13 Jul 2022

Roman Polanski Rape Case Transcripts Can Be Unsealed, US Attorney Says

Prosecutors in Los Angeles said Tuesday they will no longer block the release of sealed transcripts in Roman Polanski's statutory rape case — documents the fugitive director previously said could expose judicial misconduct.
George Gascon, the Los Angeles County district attorney, said his office "decided it was in the interest of justice to agree to unseal these transcripts."

"This case has been described by the courts as 'one of the longest running sagas in California criminal justice history,'" Gascon said in a statement.

"For years, this office has fought against the release of information that the victim and the public have a right to know."

While it is not known exactly what the transcripts contain, they include testimony from former Deputy District Attorney Roger Gunson, the first prosecutor to handle Polanski's case.

In 1977, French-Polish director Polanski was arrested after 13-year-old Samantha Gailey accused him of giving her drugs and champagne and violently sodomizing her.

In an effort to spare the child a trial, prosecutors dropped the most serious charges in the plea agreement, with Polanski pleading guilty to unlawful sexual intercourse with a minor.

He served 42 days in jail while undergoing a psychiatric evaluation.

When it became clear that Judge Laurence Rittenband should have reconsidered and handed down a much longer prison sentence, Polanski fled to France, where he still lives.

The "Rosemary's Baby" and "Chinatown" director has not returned to the United States since and was involved in a decades-long cat-and-mouse game with officials seeking his extradition before a global audience divided between continued outrage and forgiveness. for his actions.

According to Gasconsky's statement, Polanski first requested that the transcripts be unsealed "several years ago" in order to "conduct an investigation into alleged judicial misconduct."

Gascon also described the circumstances in which Polanski was initially treated by prosecutors as "extraordinary," adding that his office is committed to "transparency and accountability for everyone in the justice system."

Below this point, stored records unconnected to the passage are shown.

use anyhow::{Context, Result};

const DEFAULT_GEMINI_API_URL: &str = "https://generativelanguage.googleapis.com/v1beta";

/// Service configuration loaded from environment variables.
/// Startup fails if required variables are missing.
#[derive(Debug, Clone)]
pub struct Config {
    pub gemini_api_key: String,
    pub gemini_api_url: String,
    /// Unset means the cache entry lives in process memory.
    pub redis_url: Option<String>,
    pub port: u16,
    pub rust_log: String,
}

impl Config {
    pub fn from_env() -> Result<Self> {
        dotenvy::dotenv().ok(); // load .env if present; ignore if missing

        Ok(Config {
            gemini_api_key: require_env("GEMINI_API_KEY")?,
            gemini_api_url: std::env::var("GEMINI_API_URL")
                .unwrap_or_else(|_| DEFAULT_GEMINI_API_URL.to_string()),
            redis_url: optional_env("REDIS_URL"),
            port: std::env::var("PORT")
                .unwrap_or_else(|_| "8080".to_string())
                .parse::<u16>()
                .context("PORT must be a valid port number")?,
            rust_log: std::env::var("RUST_LOG").unwrap_or_else(|_| "info".to_string()),
        })
    }
}

fn require_env(key: &str) -> Result<String> {
    std::env::var(key).with_context(|| format!("Required environment variable '{key}' is not set"))
}

fn optional_env(key: &str) -> Option<String> {
    std::env::var(key).ok().filter(|v| !v.trim().is_empty())
}
//! Compiled-in content: the fallback rendered when neither the cache nor the
//! generator can supply content, and the certification directory.

use crate::content::models::{Certification, PortfolioContent, Project, Skill};

const CERTIFICATIONS: &[Certification] = &[
    Certification {
        name: "AWS Certified Developer - Associate",
        issuer: "Amazon Web Services",
        url: "https://www.credly.com/badges/aws-developer-associate",
    },
    Certification {
        name: "Certified Kubernetes Application Developer",
        issuer: "The Linux Foundation",
        url: "https://www.credly.com/badges/ckad",
    },
    Certification {
        name: "Professional Cloud Developer",
        issuer: "Google Cloud",
        url: "https://www.credential.net/google-cloud-professional-developer",
    },
    Certification {
        name: "Responsive Web Design",
        issuer: "freeCodeCamp",
        url: "https://www.freecodecamp.org/certification/responsive-web-design",
    },
];

pub fn certifications() -> &'static [Certification] {
    CERTIFICATIONS
}

fn skill(name: &str, description: &str) -> Skill {
    Skill {
        skill_name: name.to_string(),
        description: description.to_string(),
    }
}

fn project(name: &str, description: &str, technologies: &[&str], github: &str, live: &str) -> Project {
    Project {
        project_name: name.to_string(),
        description: description.to_string(),
        technologies: technologies.iter().map(|t| t.to_string()).collect(),
        github_url: github.to_string(),
        live_url: live.to_string(),
    }
}

/// Content shown when resolution falls through every other source.
pub fn default_content() -> PortfolioContent {
    PortfolioContent {
        biography: "I am a software engineer who enjoys building dependable backend \
            services and the tools that make them pleasant to operate. Most of my recent \
            work is in Rust: HTTP APIs, data pipelines and command-line utilities that \
            other engineers rely on every day. I care about clear interfaces, honest error \
            messages and tests that describe behaviour rather than implementation. Before \
            Rust I spent several years writing Python and TypeScript, which taught me to \
            value fast feedback loops and readable code. Outside of work I contribute to \
            open-source projects, write about what I learn, and mentor people who are \
            starting out in systems programming."
            .to_string(),
        skills: vec![
            skill(
                "Rust",
                "Async services with Tokio and Axum, CLI tools, and careful use of the type system to rule out invalid states.",
            ),
            skill(
                "Backend APIs",
                "Designing REST and JSON APIs with clear error contracts, versioning and observability.",
            ),
            skill(
                "Databases",
                "PostgreSQL schema design, query tuning and Redis for caching and lightweight queues.",
            ),
            skill(
                "Cloud & DevOps",
                "Containerised deployments on Kubernetes, CI pipelines and infrastructure as code.",
            ),
            skill(
                "Web Frontend",
                "Accessible, responsive interfaces with modern HTML, CSS and TypeScript.",
            ),
            skill(
                "Testing",
                "Unit and integration suites that run fast, fail clearly and cover the edge cases that matter.",
            ),
        ],
        projects: vec![
            project(
                "Ledgerline",
                "A double-entry bookkeeping API with immutable audit trails and balance snapshots.",
                &["Rust", "Axum", "PostgreSQL", "Docker"],
                "https://github.com/ada-portfolio/ledgerline",
                "https://ledgerline.dev",
            ),
            project(
                "Tidepool",
                "A terminal dashboard for tailing, filtering and highlighting structured JSON logs.",
                &["Rust", "Ratatui", "Serde"],
                "https://github.com/ada-portfolio/tidepool",
                "",
            ),
            project(
                "Quillmark",
                "A static site generator with incremental rebuilds and live preview.",
                &["Rust", "Markdown", "WebSockets", "HTML/CSS"],
                "https://github.com/ada-portfolio/quillmark",
                "https://quillmark.ada.dev",
            ),
        ],
    }
}
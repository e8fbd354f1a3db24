use axum::{
    http::StatusCode,
    response::{IntoResponse, Response},
    Json,
};
use serde_json::json;
use thiserror::Error;

use crate::content::resolver::ResolveError;
use crate::store::StoreError;

/// Application-level error type.
/// Implements `IntoResponse` so Axum handlers can return `Result<T, AppError>`.
#[derive(Debug, Error)]
pub enum AppError {
    #[error("Validation error: {0}")]
    Validation(String),

    #[error("Store error: {0}")]
    Store(#[from] StoreError),

    #[error("Render error: {0}")]
    Render(#[from] ResolveError),
}

impl IntoResponse for AppError {
    fn into_response(self) -> Response {
        let (status, code, message) = match &self {
            AppError::Validation(msg) => (StatusCode::BAD_REQUEST, "VALIDATION_ERROR", msg.clone()),
            AppError::Store(e) => {
                tracing::error!("Store error: {e}");
                (
                    StatusCode::INTERNAL_SERVER_ERROR,
                    "STORE_ERROR",
                    "A storage error occurred".to_string(),
                )
            }
            AppError::Render(e) => {
                tracing::error!("Render error: {e}");
                (
                    StatusCode::INTERNAL_SERVER_ERROR,
                    "RENDER_ERROR",
                    "The page could not be rendered".to_string(),
                )
            }
        };

        let body = Json(json!({
            "error": {
                "code": code,
                "message": message
            }
        }));

        (status, body).into_response()
    }
}
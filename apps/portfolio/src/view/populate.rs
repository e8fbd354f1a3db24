//! View Populator — writes resolved content into the page containers.
//!
//! Pure document mutation: no network or storage access. All content is
//! inserted as text nodes, never as markup.

use crate::content::models::{Certification, PortfolioContent, Project, Skill};
use crate::view::dom::{Document, Element};

pub const ABOUT_TEXT_ID: &str = "about-text";
pub const SKILLS_CONTAINER_ID: &str = "skills-container";
pub const PROJECTS_CONTAINER_ID: &str = "projects-container";
pub const CERTIFICATIONS_LIST_ID: &str = "certifications-list";

/// Populates biography, skills and projects.
///
/// No-op unless all three containers are present in `doc`.
pub fn populate(doc: &mut Document, content: &PortfolioContent) {
    if ![ABOUT_TEXT_ID, SKILLS_CONTAINER_ID, PROJECTS_CONTAINER_ID]
        .iter()
        .all(|id| doc.contains(id))
    {
        return;
    }

    if let Some(about) = doc.get_element_by_id_mut(ABOUT_TEXT_ID) {
        about.set_text_content(&content.biography);
    }

    if let Some(skills) = doc.get_element_by_id_mut(SKILLS_CONTAINER_ID) {
        skills.set_inner_html("");
        for skill in &content.skills {
            skills.append_child(skill_card(skill));
        }
    }

    if let Some(projects) = doc.get_element_by_id_mut(PROJECTS_CONTAINER_ID) {
        projects.set_inner_html("");
        for project in &content.projects {
            projects.append_child(project_card(project));
        }
    }
}

fn skill_card(skill: &Skill) -> Element {
    Element::new("div")
        .with_class("skill-card")
        .with_child(Element::new("h3").with_text(&skill.skill_name))
        .with_child(Element::new("p").with_text(&skill.description))
}

fn project_card(project: &Project) -> Element {
    let tags = project
        .technologies
        .iter()
        .fold(Element::new("div").with_class("tech-tags"), |tags, tech| {
            tags.with_child(Element::new("span").with_class("tech-tag").with_text(tech))
        });

    let mut links = Element::new("div").with_class("project-links").with_child(
        external_link(&project.github_url, "GitHub")
            .with_class("project-link")
            .with_class("github-link"),
    );
    if project.has_live_url() {
        links.append_child(
            external_link(&project.live_url, "Live Demo")
                .with_class("project-link")
                .with_class("live-link"),
        );
    }

    Element::new("div")
        .with_class("project-card")
        .with_child(Element::new("h3").with_text(&project.project_name))
        .with_child(Element::new("p").with_text(&project.description))
        .with_child(tags)
        .with_child(links)
}

fn external_link(href: &str, label: &str) -> Element {
    Element::new("a")
        .with_attr("href", href)
        .with_attr("target", "_blank")
        .with_attr("rel", "noopener noreferrer")
        .with_text(label)
}

/// Fills the certifications list. No-op if the list is absent.
pub fn populate_certifications(doc: &mut Document, certifications: &[Certification]) {
    let Some(list) = doc.get_element_by_id_mut(CERTIFICATIONS_LIST_ID) else {
        return;
    };
    list.set_inner_html("");
    for cert in certifications {
        list.append_child(
            Element::new("li").with_class("certification").with_child(
                external_link(cert.url, &format!("{}, {}", cert.name, cert.issuer)),
            ),
        );
    }
}

#[cfg(test)]
mod tests {
    use super::*;

    fn containers() -> Document {
        Document::new(
            Element::new("html").with_child(
                Element::new("body")
                    .with_child(Element::new("p").with_id(ABOUT_TEXT_ID))
                    .with_child(
                        Element::new("div")
                            .with_id(SKILLS_CONTAINER_ID)
                            .with_text("Loading skills..."),
                    )
                    .with_child(Element::new("div").with_id(PROJECTS_CONTAINER_ID))
                    .with_child(Element::new("ul").with_id(CERTIFICATIONS_LIST_ID)),
            ),
        )
    }

    fn project(live_url: &str) -> Project {
        Project {
            project_name: "Tidepool".to_string(),
            description: "Log dashboard".to_string(),
            technologies: vec!["Rust".to_string(), "Ratatui".to_string(), "Serde".to_string()],
            github_url: "https://github.com/ada/tidepool".to_string(),
            live_url: live_url.to_string(),
        }
    }

    fn content_with(projects: Vec<Project>) -> PortfolioContent {
        PortfolioContent {
            biography: "Hello <b>world</b>".to_string(),
            skills: vec![
                Skill {
                    skill_name: "Rust".to_string(),
                    description: "Systems".to_string(),
                },
                Skill {
                    skill_name: "SQL".to_string(),
                    description: "Queries".to_string(),
                },
            ],
            projects,
        }
    }

    fn links_of(doc: &Document) -> Vec<&Element> {
        doc.get_element_by_id(PROJECTS_CONTAINER_ID)
            .unwrap()
            .find_by_class("project-link")
    }

    #[test]
    fn test_biography_is_plain_text() {
        let mut doc = containers();
        populate(&mut doc, &content_with(vec![]));
        let about = doc.get_element_by_id(ABOUT_TEXT_ID).unwrap();
        assert_eq!(about.text_content(), "Hello <b>world</b>");
        assert!(doc.to_html().contains("Hello &lt;b&gt;world&lt;/b&gt;"));
    }

    #[test]
    fn test_skills_container_is_rebuilt() {
        let mut doc = containers();
        populate(&mut doc, &content_with(vec![]));
        let skills = doc.get_element_by_id(SKILLS_CONTAINER_ID).unwrap();
        let cards = skills.find_by_class("skill-card");
        assert_eq!(cards.len(), 2);
        assert_eq!(skills.child_elements().count(), 2);
        assert!(!skills.text_content().contains("Loading"));
        let first: Vec<&Element> = cards[0].child_elements().collect();
        assert_eq!(first[0].tag(), "h3");
        assert_eq!(first[0].text_content(), "Rust");
        assert_eq!(first[1].text_content(), "Systems");
    }

    #[test]
    fn test_empty_live_url_renders_no_secondary_link() {
        let mut doc = containers();
        populate(&mut doc, &content_with(vec![project("")]));
        let links = links_of(&doc);
        assert_eq!(links.len(), 1);
        assert!(links[0].has_class("github-link"));
        assert_eq!(links[0].attr("href"), Some("https://github.com/ada/tidepool"));
    }

    #[test]
    fn test_non_empty_live_url_renders_exactly_one_secondary_link() {
        let mut doc = containers();
        populate(&mut doc, &content_with(vec![project("https://tidepool.dev")]));
        let live: Vec<&Element> = links_of(&doc)
            .into_iter()
            .filter(|l| l.has_class("live-link"))
            .collect();
        assert_eq!(live.len(), 1);
        assert_eq!(live[0].attr("href"), Some("https://tidepool.dev"));
    }

    #[test]
    fn test_whitespace_live_url_still_renders_secondary_link() {
        let mut doc = containers();
        populate(&mut doc, &content_with(vec![project(" ")]));
        let live: Vec<&Element> = links_of(&doc)
            .into_iter()
            .filter(|l| l.has_class("live-link"))
            .collect();
        assert_eq!(live.len(), 1);
        assert_eq!(live[0].attr("href"), Some(" "));
    }

    #[test]
    fn test_technology_tags_rendered_in_order() {
        let mut doc = containers();
        populate(&mut doc, &content_with(vec![project("")]));
        let projects = doc.get_element_by_id(PROJECTS_CONTAINER_ID).unwrap();
        let tags: Vec<String> = projects
            .find_by_class("tech-tag")
            .iter()
            .map(|t| t.text_content())
            .collect();
        assert_eq!(tags, vec!["Rust", "Ratatui", "Serde"]);
    }

    #[test]
    fn test_missing_container_is_noop() {
        let mut doc = Document::new(
            Element::new("html")
                .with_child(Element::new("p").with_id(ABOUT_TEXT_ID).with_text("unchanged"))
                .with_child(Element::new("div").with_id(SKILLS_CONTAINER_ID)),
        );
        let before = doc.clone();
        populate(&mut doc, &content_with(vec![project("")]));
        assert_eq!(doc, before);
    }

    #[test]
    fn test_repopulating_replaces_previous_cards() {
        let mut doc = containers();
        populate(&mut doc, &content_with(vec![project(""), project("")]));
        populate(&mut doc, &content_with(vec![project("")]));
        let projects = doc.get_element_by_id(PROJECTS_CONTAINER_ID).unwrap();
        assert_eq!(projects.find_by_class("project-card").len(), 1);
    }

    #[test]
    fn test_certifications_rendered_as_links() {
        let mut doc = containers();
        let certs = [Certification {
            name: "CKAD",
            issuer: "The Linux Foundation",
            url: "https://example.org/ckad",
        }];
        populate_certifications(&mut doc, &certs);
        let list = doc.get_element_by_id(CERTIFICATIONS_LIST_ID).unwrap();
        let items = list.find_by_class("certification");
        assert_eq!(items.len(), 1);
        let link = items[0].child_elements().next().unwrap();
        assert_eq!(link.attr("href"), Some("https://example.org/ckad"));
        assert_eq!(link.attr("target"), Some("_blank"));
        assert_eq!(link.text_content(), "CKAD, The Linux Foundation");
    }
}
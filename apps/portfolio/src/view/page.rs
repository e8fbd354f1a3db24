//! Page skeleton with empty content containers, ready for population.

use crate::view::dom::{Document, Element};
use crate::view::populate::{
    ABOUT_TEXT_ID, CERTIFICATIONS_LIST_ID, PROJECTS_CONTAINER_ID, SKILLS_CONTAINER_ID,
};

pub const PAGE_TITLE: &str = "Ada Lindqvist | Software Engineer";

const MENU_TOGGLE_SCRIPT: &str = "document.getElementById('menu-toggle').addEventListener('click',function(){document.getElementById('nav-links').classList.toggle('active');});";

const NAV_SECTIONS: &[(&str, &str)] = &[
    ("about", "About"),
    ("skills", "Skills"),
    ("projects", "Projects"),
    ("certifications", "Certifications"),
    ("contact", "Contact"),
];

/// Builds the full page with placeholder text in every container.
pub fn build_page(year: i32) -> Document {
    let head = Element::new("head")
        .with_child(Element::new("meta").with_attr("charset", "utf-8"))
        .with_child(
            Element::new("meta")
                .with_attr("name", "viewport")
                .with_attr("content", "width=device-width, initial-scale=1"),
        )
        .with_child(Element::new("title").with_text(PAGE_TITLE));

    let mut script = Element::new("script");
    script.set_inner_html(MENU_TOGGLE_SCRIPT);

    let body = Element::new("body")
        .with_child(header())
        .with_child(
            Element::new("main")
                .with_child(section("about", "About Me").with_child(
                    Element::new("p")
                        .with_id(ABOUT_TEXT_ID)
                        .with_text("Loading biography..."),
                ))
                .with_child(section("skills", "Skills").with_child(
                    Element::new("div")
                        .with_id(SKILLS_CONTAINER_ID)
                        .with_class("skills-grid")
                        .with_text("Loading skills..."),
                ))
                .with_child(section("projects", "Projects").with_child(
                    Element::new("div")
                        .with_id(PROJECTS_CONTAINER_ID)
                        .with_class("projects-grid")
                        .with_text("Loading projects..."),
                ))
                .with_child(
                    section("certifications", "Certifications").with_child(
                        Element::new("ul")
                            .with_id(CERTIFICATIONS_LIST_ID)
                            .with_class("certifications-list"),
                    ),
                )
                .with_child(section("contact", "Contact").with_child(contact_form())),
        )
        .with_child(
            Element::new("footer")
                .with_child(Element::new("p").with_text(&format!("© {year} Ada Lindqvist"))),
        )
        .with_child(script);

    Document::new(
        Element::new("html")
            .with_attr("lang", "en")
            .with_child(head)
            .with_child(body),
    )
}

fn header() -> Element {
    let links = NAV_SECTIONS.iter().fold(
        Element::new("ul").with_id("nav-links").with_class("nav-links"),
        |ul, (anchor, label)| {
            ul.with_child(
                Element::new("li").with_child(
                    Element::new("a")
                        .with_attr("href", &format!("#{anchor}"))
                        .with_text(label),
                ),
            )
        },
    );

    Element::new("header").with_child(
        Element::new("nav")
            .with_child(Element::new("a").with_class("logo").with_attr("href", "#").with_text("AL"))
            .with_child(
                Element::new("button")
                    .with_id("menu-toggle")
                    .with_class("menu-toggle")
                    .with_attr("aria-label", "Toggle navigation")
                    .with_text("☰"),
            )
            .with_child(links),
    )
}

fn section(id: &str, title: &str) -> Element {
    Element::new("section")
        .with_id(id)
        .with_class("section")
        .with_child(Element::new("h2").with_text(title))
}

fn contact_form() -> Element {
    Element::new("form")
        .with_id("contact-form")
        .with_attr("action", "/api/v1/contact")
        .with_attr("method", "post")
        .with_child(
            Element::new("input")
                .with_attr("type", "text")
                .with_attr("name", "name")
                .with_attr("placeholder", "Your name")
                .with_attr("required", "required"),
        )
        .with_child(
            Element::new("input")
                .with_attr("type", "email")
                .with_attr("name", "email")
                .with_attr("placeholder", "Your email")
                .with_attr("required", "required"),
        )
        .with_child(
            Element::new("textarea")
                .with_attr("name", "message")
                .with_attr("placeholder", "Your message")
                .with_attr("required", "required"),
        )
        .with_child(
            Element::new("button")
                .with_attr("type", "submit")
                .with_text("Send Message"),
        )
}

#[cfg(test)]
mod tests {
    use super::*;

    #[test]
    fn test_page_has_all_content_containers() {
        let doc = build_page(2026);
        for id in [
            ABOUT_TEXT_ID,
            SKILLS_CONTAINER_ID,
            PROJECTS_CONTAINER_ID,
            CERTIFICATIONS_LIST_ID,
            "contact-form",
            "menu-toggle",
            "nav-links",
        ] {
            assert!(doc.contains(id), "missing #{id}");
        }
    }

    #[test]
    fn test_title_is_plain_ascii() {
        let html = build_page(2026).to_html();
        assert!(html.contains("<title>Ada Lindqvist | Software Engineer</title>"));
        assert!(PAGE_TITLE.is_ascii());
    }

    #[test]
    fn test_footer_shows_year() {
        let html = build_page(2031).to_html();
        assert!(html.contains("© 2031 Ada Lindqvist"));
    }

    #[test]
    fn test_menu_script_is_not_escaped() {
        let html = build_page(2026).to_html();
        assert!(html.contains("getElementById('menu-toggle')"));
    }

    #[test]
    fn test_nav_links_point_at_sections() {
        let doc = build_page(2026);
        let nav = doc.get_element_by_id("nav-links").unwrap();
        assert_eq!(nav.child_elements().count(), NAV_SECTIONS.len());
        for (anchor, _) in NAV_SECTIONS {
            assert!(doc.contains(anchor), "no section #{anchor}");
        }
    }
}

The Hollywood Reporter said the new request to see the transcripts did not come from Polanski, but from two journalists.

Gailey publicly forgave Polanski in 1997, saying her treatment by the press and the justice system was worse than the original crime.

She also previously called for the transcripts to be unsealed.

But Gascon's statement ends: "Polanski remains a fugitive from justice and should surrender to the Los Angeles County Superior Court for sentencing."

In recent years, Polanski - now 88 - has also been accused of other historic sex crimes by various women.

He denies the charges, for which the statute of limitations has expired.